## TASK DESCRIPTION
Every line in the records below with the string "derive" needs to be copied out.

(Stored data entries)
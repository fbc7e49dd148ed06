mod bits;
mod board;
mod btype_solver;
mod deadlocks;
mod heuristic;
mod history;
mod levels;
mod lurd;
mod moves_solver;
mod os;
mod positions;
mod queue;
mod solver;
mod transposition;
mod zobrist;

use board::Board;
use btype_solver::BTypeSolver;
use clap::{Parser, Subcommand, ValueEnum};
use levels::Levels;
use lurd::try_convert_lurd_to_puzzle;
use moves_solver::MovesEqualsPushesSolver;
use solver::{Cancellation, LogProgress, SolveError, Solution};
use std::path::PathBuf;
use std::time::Instant;

#[derive(Debug, Clone, Copy, ValueEnum)]
enum SolverKind {
    /// BFS by pushes for puzzles solvable with moves == pushes
    MovesEqualsPushes,
    /// Parallel bidirectional search for b-type (zero-space) puzzles
    Btype,
}

#[derive(Parser)]
#[command(name = "pushover")]
#[command(about = "Sokoban solvers for moves-equals-pushes and b-type puzzles", long_about = None)]
struct Args {
    #[command(subcommand)]
    command: Command,
}

#[derive(Subcommand)]
enum Command {
    /// Solve levels from an XSB file
    Solve {
        /// Path to the levels file (XSB format)
        #[arg(value_name = "FILE")]
        levels_file: String,

        /// Level number to solve (1-indexed), or start of range
        #[arg(value_name = "LEVEL")]
        level_start: usize,

        /// Optional end of level range (inclusive, 1-indexed)
        #[arg(value_name = "LEVEL_END")]
        level_end: Option<usize>,

        /// Solver to use
        #[arg(short, long, value_enum, default_value = "btype")]
        solver: SolverKind,

        /// Print the solution LURD and the solved board
        #[arg(short, long)]
        print_solution: bool,

        /// Directory to save solution files into
        #[arg(long, value_name = "DIR")]
        save: Option<PathBuf>,
    },
    /// Rebuild a complete puzzle from a LURD solution trace
    Reconstruct {
        /// The solution trace; characters outside u,d,l,r,U,D,L,R are ignored
        #[arg(value_name = "LURD")]
        lurd: String,
    },
}

struct LevelStats {
    solved: bool,
    pushes: usize,
    positions: usize,
    elapsed_ms: u128,
}

fn solve_level(
    board: &Board,
    level_num: usize,
    solver_kind: SolverKind,
    print_solution: bool,
    save: Option<&PathBuf>,
) -> LevelStats {
    let cancellation = Cancellation::new();
    let start = Instant::now();

    let (result, positions) = match solver_kind {
        SolverKind::MovesEqualsPushes => {
            let mut solver = MovesEqualsPushesSolver::new(cancellation);
            let result = solver.solve(board, &LogProgress);
            (result, solver.positions_count())
        }
        SolverKind::Btype => {
            let mut solver = BTypeSolver::new(cancellation);
            let result = solver.solve(board, &LogProgress);
            (result, solver.positions_count())
        }
    };

    let elapsed_ms = start.elapsed().as_millis();

    let (solved_char, pushes) = match &result {
        Ok(solution) => ('Y', solution.push_count()),
        Err(SolveError::NoSolution) => ('N', 0),
        Err(SolveError::DeadlockAtStart) => ('X', 0),
        Err(SolveError::Cancelled) => ('C', 0),
        Err(SolveError::OutOfMemory) => ('M', 0),
    };

    println!(
        "level: {:<3}  solved: {}  pushes: {:<5}  positions: {:<12}  elapsed: {} ms",
        level_num, solved_char, pushes, positions, elapsed_ms
    );

    if let Ok(solution) = &result {
        if print_solution {
            print_solved_level(board, solution);
        }
        if let Some(directory) = save {
            if let Err(error) = save_solution(directory, level_num, solution) {
                eprintln!("Error saving solution for level {}: {}", level_num, error);
            }
        }
    }

    LevelStats {
        solved: result.is_ok(),
        pushes,
        positions,
        elapsed_ms,
    }
}

fn print_solved_level(board: &Board, solution: &Solution) {
    println!("\nStarting position:\n{}", board);
    println!("Solution ({}): {}", solution.name, solution.lurd);

    let mut replay = board.clone();
    let mut push_no = 0;
    let total = solution.push_count();
    for ch in solution.lurd.chars() {
        if let Err(error) = history::replay_lurd(&mut replay, &ch.to_string()) {
            eprintln!("Solution replay failed: {}", error);
            return;
        }
        if ch.is_ascii_uppercase() {
            push_no += 1;
            println!("Push {}/{}:\n{}", push_no, total, replay);
        }
    }
}

fn save_solution(
    directory: &PathBuf,
    level_num: usize,
    solution: &Solution,
) -> std::io::Result<()> {
    std::fs::create_dir_all(directory)?;
    let file_name = os::sanitize_file_name(&format!("level {} {}", level_num, solution.name));
    let path = directory.join(format!("{}.lurd", file_name));
    std::fs::write(path, format!("{}\n", solution.lurd))
}

fn run_solve(
    levels_file: &str,
    level_start: usize,
    level_end: Option<usize>,
    solver_kind: SolverKind,
    print_solution: bool,
    save: Option<PathBuf>,
) {
    let levels = match Levels::from_file(levels_file) {
        Ok(levels) => levels,
        Err(error) => {
            eprintln!("Error loading levels: {}", error);
            std::process::exit(1);
        }
    };

    let level_end = level_end.unwrap_or(level_start);
    if level_start == 0 {
        eprintln!("Error: level numbers must be at least 1");
        std::process::exit(1);
    }
    if level_end < level_start {
        eprintln!("Error: level end must be >= level start");
        std::process::exit(1);
    }
    if level_end > levels.len() {
        eprintln!(
            "Error: level {} not found (file contains {} levels)",
            level_end,
            levels.len()
        );
        std::process::exit(1);
    }

    let num_levels = level_end - level_start + 1;
    if print_solution && num_levels > 1 {
        eprintln!("Error: solution printing only supported when solving a single level");
        std::process::exit(1);
    }

    let mut total_solved = 0;
    let mut total_pushes = 0;
    let mut total_positions = 0;
    let mut total_time_ms = 0;

    for level_num in level_start..=level_end {
        let board = levels.get(level_num - 1).unwrap();
        let stats = solve_level(board, level_num, solver_kind, print_solution, save.as_ref());

        if stats.solved {
            total_solved += 1;
        }
        total_pushes += stats.pushes;
        total_positions += stats.positions;
        total_time_ms += stats.elapsed_ms;
    }

    if num_levels > 1 {
        println!("---");
        println!(
            "solved: {:>3}/{:<3}        pushes: {:<5}  positions: {:<12}  elapsed: {} ms",
            total_solved, num_levels, total_pushes, total_positions, total_time_ms
        );
    }
}

fn run_reconstruct(lurd: &str) {
    match try_convert_lurd_to_puzzle(lurd) {
        Ok(puzzle) if puzzle.is_empty() => {
            eprintln!("Error: the trace contains no moves");
            std::process::exit(1);
        }
        Ok(puzzle) => print!("{}", puzzle),
        Err(error) => {
            eprintln!("Error: invalid trace: {}", error);
            std::process::exit(1);
        }
    }
}

fn main() {
    env_logger::init();

    let args = Args::parse();
    match args.command {
        Command::Solve {
            levels_file,
            level_start,
            level_end,
            solver,
            print_solution,
            save,
        } => run_solve(
            &levels_file,
            level_start,
            level_end,
            solver,
            print_solution,
            save,
        ),
        Command::Reconstruct { lurd } => run_reconstruct(&lurd),
    }
}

## REPLY TO THE EXERCISE
#[derive(Debug, Clone, Copy, ValueEnum)]
#[derive(Parser)]
#[derive(Subcommand)]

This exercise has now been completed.